§ **Instructions for the task**: Each record that follows must be given again without alteration.

§ **Recorded data**:
■ ■ ■ ■ ■ ■ ■
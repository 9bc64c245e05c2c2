//! Ordinary least squares solver.
//!
//! Used for the "relaxed" LGD refit: once the penalized path has chosen a
//! predictor set, the coefficients on that set can be re-estimated without
//! shrinkage:
//!
//! ```text
//! minimize Σ (y_i - b0 - x_i^T β)^2
//! ```
//!
//! Implementation choices:
//! - We use SVD so tall design matrices (many more loans than predictors) are
//!   solved robustly. (Nalgebra's `QR::solve` is intended for square systems.)
//! - Selected predictors can still be nearly collinear, so we retry with
//!   progressively looser singular-value tolerances before giving up.

use nalgebra::{DMatrix, DVector};

/// Solve a least squares problem using SVD.
///
/// Returns `None` if the system is too ill-conditioned to solve robustly.
pub fn solve_least_squares(x: &DMatrix<f64>, y: &DVector<f64>) -> Option<DVector<f64>> {
    let svd = x.clone().svd(true, true);

    for &tol in &[1e-10, 1e-8, 1e-6] {
        if let Ok(beta) = svd.solve(y, tol) {
            if beta.iter().all(|v| v.is_finite()) {
                return Some(beta);
            }
        }
    }

    None
}

/// Fit `y = b0 + X β` by least squares and return `(b0, β)`.
pub fn fit_ols_with_intercept(x: &DMatrix<f64>, y: &DVector<f64>) -> Option<(f64, DVector<f64>)> {
    let (n, p) = x.shape();
    let mut design = DMatrix::<f64>::from_element(n, p + 1, 1.0);
    design.view_mut((0, 1), (n, p)).copy_from(x);

    let beta = solve_least_squares(&design, y)?;
    let slopes = beta.rows(1, p).into_owned();
    Some((beta[0], slopes))
}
■ ■ ■ ■ ■ ■ ■
§ **Your solution**:
repository 9bc64c245e05c2c2
//! Ordinary least squares solver.
//!
//! Used for the "relaxed" LGD refit: once the penalized path has chosen a
//! predictor set, the coefficients on that set can be re-estimated without
//! shrinkage:
//!
//! ```text
//! minimize Σ (y_i - b0 - x_i^T β)^2
//! ```
//!
//! Implementation choices:
//! - We use SVD so tall design matrices (many more loans than predictors) are
//!   solved robustly. (Nalgebra's `QR::solve` is intended for square systems.)
//! - Selected predictors can still be nearly collinear, so we retry with
//!   progressively looser singular-value tolerances before giving up.

use nalgebra::{DMatrix, DVector};

/// Solve a least squares problem using SVD.
///
/// Returns `None` if the system is too ill-conditioned to solve robustly.
pub fn solve_least_squares(x: &DMatrix<f64>, y: &DVector<f64>) -> Option<DVector<f64>> {
    let svd = x.clone().svd(true, true);

    for &tol in &[1e-10, 1e-8, 1e-6] {
        if let Ok(beta) = svd.solve(y, tol) {
            if beta.iter().all(|v| v.is_finite()) {
                return Some(beta);
            }
        }
    }

    None
}

/// Fit `y = b0 + X β` by least squares and return `(b0, β)`.
pub fn fit_ols_with_intercept(x: &DMatrix<f64>, y: &DVector<f64>) -> Option<(f64, DVector<f64>)> {
    let (n, p) = x.shape();
    let mut design = DMatrix::<f64>::from_element(n, p + 1, 1.0);
    design.view_mut((0, 1), (n, p)).copy_from(x);

    let beta = solve_least_squares(&design, y)?;
    let slopes = beta.rows(1, p).into_owned();
    Some((beta[0], slopes))
}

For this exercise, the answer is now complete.